One of the chief culprits of this neglect was the partitioning of the Polish-Lithuanian-Ruthenian Commonwealth at the end of the eighteenth century. Since then, the confused local elites failed to maintain a united, indigenous narrative of the Intermarium’s history, while the partitioning powers (Russia, Prussia, and Austria) took care to portray the old Rzeczpospolita’s history in the most unflattering light possible. After all, they wished to legitimize their conquests. Thus, the courts in Petersburg, Berlin, and Vienna awarded scholarships to cooperative pundits and scholars. One of them was the luminary of the French Enlightenment, Voltaire, who portrayed Poland-Lithuania as a pitiful bastion of benightedness and clericalism – without having once set foot in the lands of the Commonwealth. Many would follow his example by projecting their views onto an unfamiliar place (Poland, or the Intermarium in general) to utilize it as a vehicle to attack ideas they themselves hate.

Moreover, the Commonwealth had disappeared when history arose as a scientific discipline during the nineteenth century. During this time, the West was taught through the medium of the necessarily biased German intellectual model. Its famous exponent, the great Leopold von Ranke, who tediously researched the history of his own native Germany and even adjacent Italy failed to demonstrate a modicum of interest in the Intermarium.
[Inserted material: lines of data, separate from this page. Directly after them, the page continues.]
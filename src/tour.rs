//! Tours: the ordered visit sequence an agent builds, and the lexicographic
//! ordering the colony uses to pick a winner.

use chrono::{DateTime, Duration, Utc};
use serde::{Deserialize, Serialize};
use std::collections::HashMap;

/// One hop between two consecutive places in a tour.
#[derive(Debug, Clone, Copy, Serialize, Deserialize)]
pub struct Step {
    pub from_index: usize,
    pub to_index: usize,
    pub duration_minutes: i64,
    pub distance_meters: i64,
}

/// An in-progress or finished visit plan.
#[derive(Debug, Clone, Serialize, Deserialize)]
pub struct Tour {
    pub path: Vec<usize>,
    pub steps: Vec<Step>,
    pub arrivals: HashMap<usize, DateTime<Utc>>,
    pub departures: HashMap<usize, DateTime<Utc>>,
    pub total_duration: Duration,
    pub total_distance: i64,
    pub priority_sum: u32,
    pub is_loop: bool,
}

impl Tour {
    pub fn new() -> Self {
        Tour {
            path: Vec::new(),
            steps: Vec::new(),
            arrivals: HashMap::new(),
            departures: HashMap::new(),
            total_duration: Duration::zero(),
            total_distance: 0,
            priority_sum: 0,
            is_loop: false,
        }
    }

    /// Place the very first stop; no travel is incurred.
    pub fn set_start(&mut self, index: usize, arrival: DateTime<Utc>, priority: u8) {
        self.path.push(index);
        self.arrivals.insert(index, arrival);
        self.departures.insert(index, arrival);
        self.priority_sum += priority as u32;
    }

    /// Extend the tour with one more visited place.
    ///
    /// `total_duration` accrues the full wall-clock elapsed since the
    /// previous departure -- travel plus any wait for opening plus the
    /// stay -- not just the raw travel leg recorded on the `Step`.
    #[allow(clippy::too_many_arguments)]
    pub fn append_step(
        &mut self,
        to_index: usize,
        duration_minutes: i64,
        distance_meters: i64,
        arrival: DateTime<Utc>,
        departure: DateTime<Utc>,
        priority: u8,
    ) {
        let from_index = *self.path.last().expect("append_step called on an empty tour");
        let previous_departure = self.departures[&from_index];
        self.steps.push(Step { from_index, to_index, duration_minutes, distance_meters });
        self.path.push(to_index);
        self.arrivals.insert(to_index, arrival);
        self.departures.insert(to_index, departure);
        self.total_duration = self.total_duration + (departure - previous_departure);
        self.total_distance += distance_meters;
        self.priority_sum += priority as u32;
    }

    /// Append the unconditional loop-closing hop back to the start: travel
    /// only, no stay, no priority credit (the start was already counted).
    pub fn close_loop(&mut self, start_index: usize, duration_minutes: i64, distance_meters: i64, arrival: DateTime<Utc>) {
        let from_index = *self.path.last().expect("close_loop called on an empty tour");
        self.steps.push(Step { from_index, to_index: start_index, duration_minutes, distance_meters });
        self.path.push(start_index);
        self.total_duration = self.total_duration + Duration::minutes(duration_minutes);
        self.total_distance += distance_meters;
        self.is_loop = true;
    }

    /// Drop every stop from index `k` onward (used when an agent's
    /// construction is cut short mid-step).
    pub fn truncate(&mut self, k: usize) {
        self.path.truncate(k);
        self.steps.truncate(k.saturating_sub(1));
        let kept: std::collections::HashSet<usize> = self.path.iter().copied().collect();
        self.arrivals.retain(|idx, _| kept.contains(idx));
        self.departures.retain(|idx, _| kept.contains(idx));
    }

    /// Number of places visited (the loop-closing hop does not count twice).
    pub fn tour_length(&self) -> usize {
        self.path.len()
    }
}

impl Default for Tour {
    fn default() -> Self {
        Self::new()
    }
}

impl std::fmt::Display for Tour {
    fn fmt(&self, f: &mut std::fmt::Formatter<'_>) -> std::fmt::Result {
        writeln!(f, "Tour (priority {}, length {})", self.priority_sum, self.tour_length())?;
        writeln!(f, "  Path: {:?}", self.path)?;
        writeln!(f, "  Total duration: {} min", self.total_duration.num_minutes())?;
        writeln!(f, "  Total distance: {} m", self.total_distance)
    }
}

/// A tour plus the scoring triple the colony compares on.
#[derive(Debug, Clone, Serialize, Deserialize)]
pub struct TourResult {
    pub tour: Tour,
}

impl TourResult {
    pub fn empty() -> Self {
        TourResult { tour: Tour::new() }
    }

    fn priority_sum(&self) -> u32 {
        self.tour.priority_sum
    }

    fn tour_length(&self) -> usize {
        self.tour.tour_length()
    }

    fn total_duration(&self) -> Duration {
        self.tour.total_duration
    }

    /// Lexicographic comparison: higher priority wins; ties broken by longer
    /// tour; remaining ties broken by shorter total duration.
    pub fn better_than(&self, other: &TourResult) -> bool {
        if self.priority_sum() != other.priority_sum() {
            return self.priority_sum() > other.priority_sum();
        }
        if self.tour_length() != other.tour_length() {
            return self.tour_length() > other.tour_length();
        }
        self.total_duration() < other.total_duration()
    }
}

#[cfg(test)]
mod tests {
    use super::*;
    use chrono::TimeZone;

    fn t(minute: i64) -> DateTime<Utc> {
        Utc.with_ymd_and_hms(2026, 7, 27, 9, 0, 0).unwrap() + Duration::minutes(minute)
    }

    #[test]
    fn better_than_prefers_higher_priority_first() {
        let mut low = TourResult::empty();
        low.tour.priority_sum = 3;
        let mut high = TourResult::empty();
        high.tour.priority_sum = 5;
        assert!(high.better_than(&low));
        assert!(!low.better_than(&high));
    }

    #[test]
    fn better_than_breaks_priority_ties_with_longer_tour() {
        let mut short = TourResult::empty();
        short.tour.priority_sum = 5;
        short.tour.path = vec![0, 1];
        let mut long = TourResult::empty();
        long.tour.priority_sum = 5;
        long.tour.path = vec![0, 1, 2];
        assert!(long.better_than(&short));
    }

    #[test]
    fn better_than_breaks_remaining_ties_with_shorter_duration() {
        let mut slow = TourResult::empty();
        slow.tour.priority_sum = 5;
        slow.tour.path = vec![0, 1];
        slow.tour.total_duration = Duration::minutes(60);
        let mut fast = TourResult::empty();
        fast.tour.priority_sum = 5;
        fast.tour.path = vec![0, 1];
        fast.tour.total_duration = Duration::minutes(30);
        assert!(fast.better_than(&slow));
    }

    #[test]
    fn append_step_accumulates_totals() {
        let mut tour = Tour::new();
        tour.set_start(0, t(0), 5);
        // Travel takes 30 minutes but departure is t(45): the extra 15
        // minutes is time spent waiting for the place to open or staying,
        // and it belongs in total_duration even though the Step's own
        // duration_minutes only records the travel leg.
        tour.append_step(1, 30, 1000, t(30), t(45), 7);
        assert_eq!(tour.priority_sum, 12);
        assert_eq!(tour.total_duration, Duration::minutes(45));
        assert_eq!(tour.total_distance, 1000);
        assert_eq!(tour.path, vec![0, 1]);
    }

    #[test]
    fn truncate_drops_trailing_stops_and_their_timestamps() {
        let mut tour = Tour::new();
        tour.set_start(0, t(0), 5);
        tour.append_step(1, 30, 1000, t(30), t(45), 7);
        tour.append_step(2, 30, 1000, t(75), t(90), 2);
        tour.truncate(2);
        assert_eq!(tour.path, vec![0, 1]);
        assert_eq!(tour.steps.len(), 1);
        assert!(!tour.arrivals.contains_key(&2));
    }
}
//! A single ant: one pass of tour construction, biased by the shared
//! pheromone field and limited by the feasibility oracle.

use crate::feasibility::{AgentState, FeasibilityOracle};
use crate::matrix::{DistanceMeters, DurationMinutes, PheromoneField, TimeKeyedMatrix};
use crate::tour::{Tour, TourResult};
use crate::trip::Trip;
use rand::seq::SliceRandom;
use rand::Rng;
use rand::SeedableRng;
use rand_chacha::ChaCha8Rng;

/// Why tour construction stopped without an error: these are not failures,
/// just the three ways a construction pass can legitimately end.
enum Termination {
    TripEnded,
    MustReturnToStart,
    MustReachEndPlace,
}

/// One worker of the colony. Holds only read-only handles to the shared
/// state plus a private, seeded random source -- agents never share an RNG,
/// both to avoid contention and to keep a seeded colony run reproducible.
pub struct Agent<'a> {
    trip: &'a Trip,
    durations: &'a TimeKeyedMatrix<DurationMinutes>,
    distances: &'a TimeKeyedMatrix<DistanceMeters>,
    pheromones: &'a PheromoneField,
    rng: ChaCha8Rng,
}

impl<'a> Agent<'a> {
    pub fn new(
        trip: &'a Trip,
        durations: &'a TimeKeyedMatrix<DurationMinutes>,
        distances: &'a TimeKeyedMatrix<DistanceMeters>,
        pheromones: &'a PheromoneField,
        seed: u64,
    ) -> Self {
        Agent {
            trip,
            durations,
            distances,
            pheromones,
            rng: ChaCha8Rng::seed_from_u64(seed),
        }
    }

    /// Build exactly one tour and return it, never panicking -- an
    /// infeasible trip yields an empty result, not an error.
    pub fn find_food(mut self) -> TourResult {
        let n = self.trip.len();
        let mut tour = Tour::new();
        let mut used = vec![false; n];

        let start_index = match self.seed_start() {
            Some(idx) => idx,
            None => return TourResult::empty(),
        };

        let start_arrival = self.trip.trip_start;
        tour.set_start(start_index, start_arrival, self.trip.place(start_index).priority);
        used[start_index] = true;
        let mut at = start_index;
        let mut current_time = start_arrival;
        let mut exhausted_early = false;

        for _ in 1..n {
            match self.pick_next(at, current_time, &used, start_index) {
                Ok((next, arrival, departure)) => {
                    let duration = self.durations.at(at, next, current_time);
                    let distance = self.distances.at(at, next, current_time);
                    tour.append_step(next, duration, distance, arrival, departure, self.trip.place(next).priority);
                    used[next] = true;
                    at = next;
                    current_time = departure;
                }
                Err(Termination::TripEnded) => {
                    exhausted_early = true;
                    break;
                }
                Err(Termination::MustReachEndPlace) => {
                    self.append_end_place(&mut tour, at, current_time);
                    exhausted_early = true;
                    break;
                }
                Err(Termination::MustReturnToStart) => {
                    if at != start_index {
                        self.append_loop_close(&mut tour, at, current_time, start_index);
                    }
                    exhausted_early = true;
                    break;
                }
            }
        }

        // Every other place got placed without exhausting the candidate pool:
        // a loop trip still needs its closing hop back to the start. This is
        // an "effective" loop, not just the pinned `start_place == end_place`
        // case: when no start is pinned, `seed_start` may itself have fallen
        // back to seeding at `end_place` (see `seed_start`), which makes this
        // tour a loop in every way that matters even though `trip.is_loop()`
        // only inspects the pinned fields. A single-place trip never left
        // the start, so there is nothing to close.
        if !exhausted_early && Some(start_index) == self.trip.end_place && at != start_index {
            self.append_loop_close(&mut tour, at, current_time, start_index);
        }

        TourResult { tour }
    }

    /// Choose the initial place. If the trip pins a start, use it. Otherwise
    /// pick uniformly among places reachable as a first step (excluding the
    /// end place), falling back to the end place, and finally giving up.
    fn seed_start(&mut self) -> Option<usize> {
        if let Some(start_index) = self.trip.start_place {
            return Some(start_index);
        }

        let state = AgentState { at_index: 0, current_time: self.trip.trip_start, is_first_step: true };
        let mut reachable: Vec<usize> = (0..self.trip.len())
            .filter(|&idx| Some(idx) != self.trip.end_place)
            .filter(|&idx| FeasibilityOracle::reachable(self.trip, self.durations, &state, idx).is_ok())
            .collect();

        if !reachable.is_empty() {
            reachable.shuffle(&mut self.rng);
            return reachable.first().copied();
        }

        self.trip.end_place
    }

    /// Select the next place to visit from `at`, using the feasibility
    /// oracle to build the candidate pool and a pheromone-weighted random
    /// draw to pick among it.
    fn pick_next(
        &mut self,
        at: usize,
        current_time: chrono::DateTime<chrono::Utc>,
        used: &[bool],
        start_index: usize,
    ) -> Result<(usize, chrono::DateTime<chrono::Utc>, chrono::DateTime<chrono::Utc>), Termination> {
        let state = AgentState { at_index: at, current_time, is_first_step: false };

        let mut candidates: Vec<(usize, chrono::DateTime<chrono::Utc>, chrono::DateTime<chrono::Utc>, f64)> = Vec::new();

        for candidate in 0..self.trip.len() {
            if used[candidate] || Some(candidate) == self.trip.end_place {
                continue;
            }
            if let Ok((arrival, departure)) = FeasibilityOracle::reachable(self.trip, self.durations, &state, candidate) {
                let weight = self.pheromones.at(at, candidate);
                candidates.push((candidate, arrival, departure, weight));
            }
        }

        if candidates.is_empty() {
            return Err(self.terminate(start_index));
        }

        let chosen = self.roulette_pick(&candidates);
        Ok((chosen.0, chosen.1, chosen.2))
    }

    /// Decide which termination applies once no candidate remains reachable.
    ///
    /// An "effective" loop is `start_index == end_place`, not just the
    /// pinned `trip.is_loop()` case: when no start is pinned, `seed_start`
    /// may itself have fallen back to seeding at `end_place`, and a tour
    /// that starts there is already at its end place, so it must not be
    /// routed through `MustReachEndPlace` a second time.
    fn terminate(&self, start_index: usize) -> Termination {
        if self.trip.is_loop() || Some(start_index) == self.trip.end_place {
            Termination::MustReturnToStart
        } else if self.trip.end_place.is_some() {
            Termination::MustReachEndPlace
        } else {
            Termination::TripEnded
        }
    }

    /// Pheromone-weighted draw over the reachable candidate set.
    ///
    /// Shuffles the candidates into a genuinely random order, then makes a
    /// single pass accepting each candidate with probability proportional
    /// to its pheromone weight; if the pass exhausts without an acceptance
    /// (a coin-flip near-miss, not a structural failure) it repeats. This
    /// always terminates as long as the total weight is positive, which the
    /// colony guarantees by keeping pheromone at a positive floor until an
    /// evaporation/intensify cycle runs. If every weight were ever exactly
    /// zero, fall back to a uniform pick rather than spinning forever.
    fn roulette_pick(&mut self, candidates: &[(usize, chrono::DateTime<chrono::Utc>, chrono::DateTime<chrono::Utc>, f64)]) -> (usize, chrono::DateTime<chrono::Utc>, chrono::DateTime<chrono::Utc>) {
        let total: f64 = candidates.iter().map(|c| c.3).sum();
        if total <= 0.0 {
            let idx = self.rng.gen_range(0..candidates.len());
            let c = &candidates[idx];
            return (c.0, c.1, c.2);
        }

        let mut order: Vec<usize> = (0..candidates.len()).collect();
        loop {
            order.shuffle(&mut self.rng);
            for &idx in &order {
                let weight = candidates[idx].3;
                if self.rng.gen::<f64>() <= weight / total {
                    let c = &candidates[idx];
                    return (c.0, c.1, c.2);
                }
            }
        }
    }

    fn append_end_place(&self, tour: &mut Tour, at: usize, current_time: chrono::DateTime<chrono::Utc>) {
        let Some(end_index) = self.trip.end_place else { return };
        if at == end_index {
            // Already at the end place (seeded there by `seed_start`);
            // nothing to append.
            return;
        }
        let state = AgentState { at_index: at, current_time, is_first_step: false };
        if let Ok((arrival, departure)) = FeasibilityOracle::reachable(self.trip, self.durations, &state, end_index) {
            let duration = self.durations.at(at, end_index, current_time);
            let distance = self.distances.at(at, end_index, current_time);
            tour.append_step(end_index, duration, distance, arrival, departure, self.trip.place(end_index).priority);
        }
    }

    fn append_loop_close(&self, tour: &mut Tour, at: usize, current_time: chrono::DateTime<chrono::Utc>, start_index: usize) {
        let state = AgentState { at_index: at, current_time, is_first_step: false };
        let (arrival, _) = FeasibilityOracle::return_to_start(self.durations, &state, start_index);
        let duration = self.durations.at(at, start_index, current_time);
        let distance = self.distances.at(at, start_index, current_time);
        tour.close_loop(start_index, duration, distance, arrival);
    }
}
Little changed once the three partitioning empires collapsed and the countries on the western edge of the Intermarium regained their independence. From the very beginning, Poland continued to be viewed as reactionary and anti-Semitic, in spite of the fact that some of the first legislation passed by the newly-sovereign Polish state included universal suffrage (extended to women as well), an eight-hour working day, and equal rights for minorities. During the interwar period, most of the new states between the Baltic, Black, and Adriatic were viewed in a negative light, save for Czechoslovakia, whose official progressive rhetoric endeared Prague to the liberal and democratic West.       
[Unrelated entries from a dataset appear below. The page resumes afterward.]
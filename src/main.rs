//! Ant-Colony Trip Planner - Command Line Interface
//!
//! A demo binary that reads a trip description from a JSON file, plans it
//! with the ant-colony core, and prints the resulting schedule. The matrix
//! provider wired here (`HaversineResolver`) is a constant-speed stand-in
//! for a real geocoding/distance-matrix client, which lives outside this
//! crate's scope.

use aco_trip_planner::colony::{Colony, ColonyConfig};
use aco_trip_planner::resolver::HaversineResolver;
use aco_trip_planner::trip::Trip;

use clap::{Parser, Subcommand};
use serde::Deserialize;
use std::path::PathBuf;
use std::process::ExitCode;

#[derive(Parser)]
#[command(name = "aco-trip-planner")]
#[command(author = "M2 AI2D Student")]
#[command(version = "0.1")]
#[command(about = "Plans a time-constrained tourist itinerary with an ant-colony metaheuristic")]
struct Cli {
    #[command(subcommand)]
    command: Commands,
}

#[derive(Subcommand)]
enum Commands {
    /// Plan a trip described in a JSON file
    Plan {
        /// Path to a trip description (see `TripFile` for the expected shape)
        #[arg(short, long)]
        trip: PathBuf,

        /// Number of iterations to run
        #[arg(short, long, default_value = "200")]
        iterations: usize,

        /// Number of ants per iteration (defaults to 5 * sqrt(place count))
        #[arg(short, long)]
        agents: Option<usize>,

        /// Random seed for reproducible runs
        #[arg(short, long)]
        seed: Option<u64>,
    },
}

/// The demo CLI's own JSON trip format. This is a convenience for the demo
/// binary, not a wire protocol a real facade would expose.
#[derive(Debug, Deserialize)]
struct TripFile {
    trip: Trip,
    /// (latitude, longitude) per place, parallel to `trip.places`.
    coordinates: Vec<(f64, f64)>,
}

fn main() -> ExitCode {
    env_logger::init();

    let cli = Cli::parse();

    match cli.command {
        Commands::Plan { trip, iterations, agents, seed } => plan_trip(&trip, iterations, agents, seed),
    }
}

fn plan_trip(trip_path: &PathBuf, iterations: usize, agents: Option<usize>, seed: Option<u64>) -> ExitCode {
    let raw = match std::fs::read_to_string(trip_path) {
        Ok(raw) => raw,
        Err(e) => {
            log::error!("failed to read trip file {}: {}", trip_path.display(), e);
            return ExitCode::FAILURE;
        }
    };

    let trip_file: TripFile = match serde_json::from_str(&raw) {
        Ok(tf) => tf,
        Err(e) => {
            log::error!("failed to parse trip file {}: {}", trip_path.display(), e);
            return ExitCode::FAILURE;
        }
    };

    log::info!("planning trip with {} places", trip_file.trip.len());

    let resolver = HaversineResolver { coordinates: trip_file.coordinates };
    let mut config = ColonyConfig::for_trip(&trip_file.trip);
    config.iterations = iterations;
    if agents.is_some() {
        config.agents = agents;
    }
    if seed.is_some() {
        config.seed = seed;
    }

    let colony = Colony::new(config);
    match colony.plan(&trip_file.trip, &resolver) {
        Ok(itinerary) => {
            println!("{}", itinerary.schedule);
            println!();
            println!("Total priority: {}", itinerary.tour.priority_sum);
            println!("Places visited: {}", itinerary.tour.tour_length());
            println!("Total distance: {} m", itinerary.total_distance);
            println!("Trip ends: {}", itinerary.trip_end);
            ExitCode::SUCCESS
        }
        Err(e) => {
            log::error!("planning failed: {}", e);
            ExitCode::FAILURE
        }
    }
}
This prejudice toward Central and Eastern Europe made the West fertile ground for Stalinist propaganda during the Second World War. As the Iron Curtain dropped, propaganda stereotypes were frozen for half a century as a result of blocked access to archives, and even the implosion of communism failed to thaw these stereotypes out. Instead, these gained a new lease of life while coalescing with novel trends, such as post-modernist deconstruction. In effect, crude Stalinist lies were reinterpreted and spun in a sophisticated (and sometimes not so sophisticated) liberal manner. Until the 1980s, entire collections at the Hoover Institution, which showed the unmitigated horror of the Gulag, remained untouched. One of the reasons was the the wartime paradigm, according to which Hitler (rightly) represented a great evil, while Stalin was a liberator who struggled against the Nazis and, whatever his faults and crimes, was still preferable to the former. In fact, both were evil, as the history of the Intermarium readily attests. Only a veritable deluge of evidence countering this false and ahistorical image has forced a certain amount of “spin control,” such as The Black Book of Communism, written by post-Trotskyites/Maoists/Stalinists (i.e. lapsed communists of various stripes) to prevent the Right from allegedly capitalizing on revelations about the enormity of communist crimes.
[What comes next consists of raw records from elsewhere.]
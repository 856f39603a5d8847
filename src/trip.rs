//! The trip request: what the caller wants planned.

use crate::place::Place;
use chrono::{DateTime, Utc};
use serde::{Deserialize, Serialize};

/// Mode of travel between places. A trip uses exactly one mode throughout.
#[derive(Debug, Clone, Copy, PartialEq, Eq, Serialize, Deserialize)]
pub enum TravelMode {
    Walking,
    Bicycling,
    Transit,
    Driving,
}

/// A fully-resolved planning request.
#[derive(Debug, Clone, Serialize, Deserialize)]
pub struct Trip {
    pub places: Vec<Place>,
    pub start_place: Option<usize>,
    pub end_place: Option<usize>,
    pub trip_start: DateTime<Utc>,
    pub trip_end: DateTime<Utc>,
    pub mode: TravelMode,
}

impl Trip {
    /// Number of candidate places.
    pub fn len(&self) -> usize {
        self.places.len()
    }

    pub fn is_empty(&self) -> bool {
        self.places.is_empty()
    }

    pub fn place(&self, index: usize) -> &Place {
        &self.places[index]
    }

    /// True when the trip is a loop: start and end pinned to the same place.
    pub fn is_loop(&self) -> bool {
        matches!((self.start_place, self.end_place), (Some(s), Some(e)) if s == e)
    }
}
//! Ant-Colony Trip Planner
//!
//! A time-constrained tourist itinerary planner built around an ant-colony
//! metaheuristic: a swarm of agents cooperatively construct feasible,
//! time-respecting tours through a set of candidate places, sharing learning
//! through a pheromone field that the colony evaporates and reinforces each
//! iteration.
//!
//! # Example
//!
//! ```no_run
//! use aco_trip_planner::colony::{Colony, ColonyConfig};
//! use aco_trip_planner::resolver::HaversineResolver;
//! use aco_trip_planner::trip::{Trip, TravelMode};
//!
//! # fn example(trip: Trip) -> Result<(), aco_trip_planner::error::PlannerError> {
//! let resolver = HaversineResolver { coordinates: vec![(40.0, -73.0), (40.01, -73.01)] };
//! let colony = Colony::new(ColonyConfig::for_trip(&trip));
//! let itinerary = colony.plan(&trip, &resolver)?;
//! println!("{}", itinerary.schedule);
//! # Ok(())
//! # }
//! ```

pub mod agent;
pub mod colony;
pub mod error;
pub mod feasibility;
pub mod itinerary;
pub mod matrix;
pub mod place;
pub mod resolver;
pub mod tour;
pub mod trip;

pub use colony::{Colony, ColonyConfig};
pub use error::PlannerError;
pub use itinerary::Itinerary;
pub use trip::Trip;
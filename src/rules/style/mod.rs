pub mod jsx_sort_props;

pub use jsx_sort_props::JsxSortProps;
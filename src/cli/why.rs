use colored::Colorize;
use jsx_prop_lint::docs::{RuleDoc, all_rule_docs, get_rule_doc};
use std::collections::HashMap;
use std::process::ExitCode;

pub fn run_why(rule: Option<String>, list: bool) -> ExitCode {
    if list {
        eprintln!("{}", "Available rules:".bold());
        eprintln!();

        let mut by_category: HashMap<&str, Vec<&RuleDoc>> = HashMap::new();
        for doc in all_rule_docs() {
            by_category.entry(doc.category).or_default().push(doc);
        }

        for category in jsx_prop_lint::RULE_CATEGORIES {
            if let Some(rules) = by_category.get(category) {
                eprintln!("  {} {}", "▸".cyan(), category.bold());
                for doc in rules {
                    eprintln!("    {} - {}", doc.name.yellow(), doc.description);
                }
                eprintln!();
            }
        }

        eprintln!(
            "Use {} to see detailed documentation.",
            "jsx-prop-lint why <rule-name>".cyan()
        );
        return ExitCode::SUCCESS;
    }

    let Some(rule_name) = rule else {
        eprintln!("Usage: jsx-prop-lint why <rule-name>");
        eprintln!("       jsx-prop-lint why --list");
        eprintln!();
        eprintln!("Use {} to see all available rules.", "--list".cyan());
        return ExitCode::from(1);
    };

    match get_rule_doc(&rule_name) {
        Some(doc) => {
            print_rule_doc(doc);
            ExitCode::SUCCESS
        }
        None => {
            eprintln!("{} Unknown rule: {}", "Error:".red().bold(), rule_name);
            eprintln!();
            eprintln!(
                "Use {} to see all available rules.",
                "jsx-prop-lint why --list".cyan()
            );
            ExitCode::from(1)
        }
    }
}

fn print_rule_doc(doc: &RuleDoc) {
    eprintln!();
    eprintln!("{} {}", "Rule:".bold(), doc.name.yellow());
    eprintln!("{} {}", "Category:".bold(), doc.category);
    eprintln!("{} {}", "Severity:".bold(), doc.severity);
    eprintln!();
    eprintln!("{}", "Why:".bold());
    for line in doc.why.lines() {
        eprintln!("  {}", line);
    }
    eprintln!();
    print_example("Bad Example:".bold().red(), doc.bad_example);
    eprintln!();
    print_example("Good Example:".bold().green(), doc.good_example);

    if !doc.references.is_empty() {
        eprintln!();
        eprintln!("{}", "References:".bold());
        for reference in doc.references {
            eprintln!("  • {}", reference.cyan());
        }
    }
    eprintln!();
}

fn print_example(title: colored::ColoredString, example: &str) {
    eprintln!("{}", title);
    eprintln!("{}", "─".repeat(60).dimmed());
    for line in example.lines() {
        eprintln!("  {}", line);
    }
    eprintln!("{}", "─".repeat(60).dimmed());
}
Even so, an unholy alliance of post-communists and left-liberals on both sides of the former Iron Curtain continues to retard the reconstruction of historical memory in the Intermarium. Yet, collective memories must be restored, in all their beauty and ugliness, which also involves dealing with nationalism without hysteria. Otherwise, Stalinist lies in liberal garb will persist.

Meanwhile, Washington either ignores the Intermarium or views the region through the lens of Sovietology, and now, post-Sovietology. This perspective includes a tendency to concentrate on Moscow; a reluctance to look beyond Soviet times; a reflex to demonize the nationalism of “small nations;” and a strong inclination to downplay post-communist continuities. A solution to this problem, Dr. Chodakiewicz emphasized, requires not only reconceptualization, but indeed an intellectual counter-revolution within our psyche, a task admittedly quite ambitious.